Every line of the listing should be repeated exactly.

Start of Provided data

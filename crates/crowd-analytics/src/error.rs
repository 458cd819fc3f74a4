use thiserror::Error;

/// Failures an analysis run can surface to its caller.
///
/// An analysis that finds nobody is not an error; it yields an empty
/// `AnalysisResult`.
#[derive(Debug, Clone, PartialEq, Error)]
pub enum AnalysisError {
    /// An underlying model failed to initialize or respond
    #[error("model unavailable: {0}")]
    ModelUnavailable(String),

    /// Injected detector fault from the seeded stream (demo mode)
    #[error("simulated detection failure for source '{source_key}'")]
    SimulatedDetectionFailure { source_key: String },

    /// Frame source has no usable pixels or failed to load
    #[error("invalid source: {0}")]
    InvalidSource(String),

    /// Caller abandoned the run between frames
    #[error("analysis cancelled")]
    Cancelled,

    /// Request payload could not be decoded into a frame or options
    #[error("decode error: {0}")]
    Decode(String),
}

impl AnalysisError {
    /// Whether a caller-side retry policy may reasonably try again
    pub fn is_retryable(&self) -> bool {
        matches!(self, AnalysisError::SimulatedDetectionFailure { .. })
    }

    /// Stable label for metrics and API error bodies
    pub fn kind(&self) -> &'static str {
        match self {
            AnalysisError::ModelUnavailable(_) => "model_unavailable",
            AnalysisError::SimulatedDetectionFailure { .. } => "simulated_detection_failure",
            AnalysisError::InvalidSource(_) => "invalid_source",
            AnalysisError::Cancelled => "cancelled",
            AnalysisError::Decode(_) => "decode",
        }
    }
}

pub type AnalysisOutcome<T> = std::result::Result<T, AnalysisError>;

End of Provided data

• Written response:
filename crates/crowd-analytics/src/error.rs
repository 458cd819fc3f74a4
use thiserror::Error;

/// Failures an analysis run can surface to its caller.
///
/// An analysis that finds nobody is not an error; it yields an empty
/// `AnalysisResult`.
#[derive(Debug, Clone, PartialEq, Error)]
pub enum AnalysisError {
    /// An underlying model failed to initialize or respond
    #[error("model unavailable: {0}")]
    ModelUnavailable(String),

    /// Injected detector fault from the seeded stream (demo mode)
    #[error("simulated detection failure for source '{source_key}'")]
    SimulatedDetectionFailure { source_key: String },

    /// Frame source has no usable pixels or failed to load
    #[error("invalid source: {0}")]
    InvalidSource(String),

    /// Caller abandoned the run between frames
    #[error("analysis cancelled")]
    Cancelled,

    /// Request payload could not be decoded into a frame or options
    #[error("decode error: {0}")]
    Decode(String),
}

impl AnalysisError {
    /// Whether a caller-side retry policy may reasonably try again
    pub fn is_retryable(&self) -> bool {
        matches!(self, AnalysisError::SimulatedDetectionFailure { .. })
    }

    /// Stable label for metrics and API error bodies
    pub fn kind(&self) -> &'static str {
        match self {
            AnalysisError::ModelUnavailable(_) => "model_unavailable",
            AnalysisError::SimulatedDetectionFailure { .. } => "simulated_detection_failure",
            AnalysisError::InvalidSource(_) => "invalid_source",
            AnalysisError::Cancelled => "cancelled",
            AnalysisError::Decode(_) => "decode",
        }
    }
}

pub type AnalysisOutcome<T> = std::result::Result<T, AnalysisError>;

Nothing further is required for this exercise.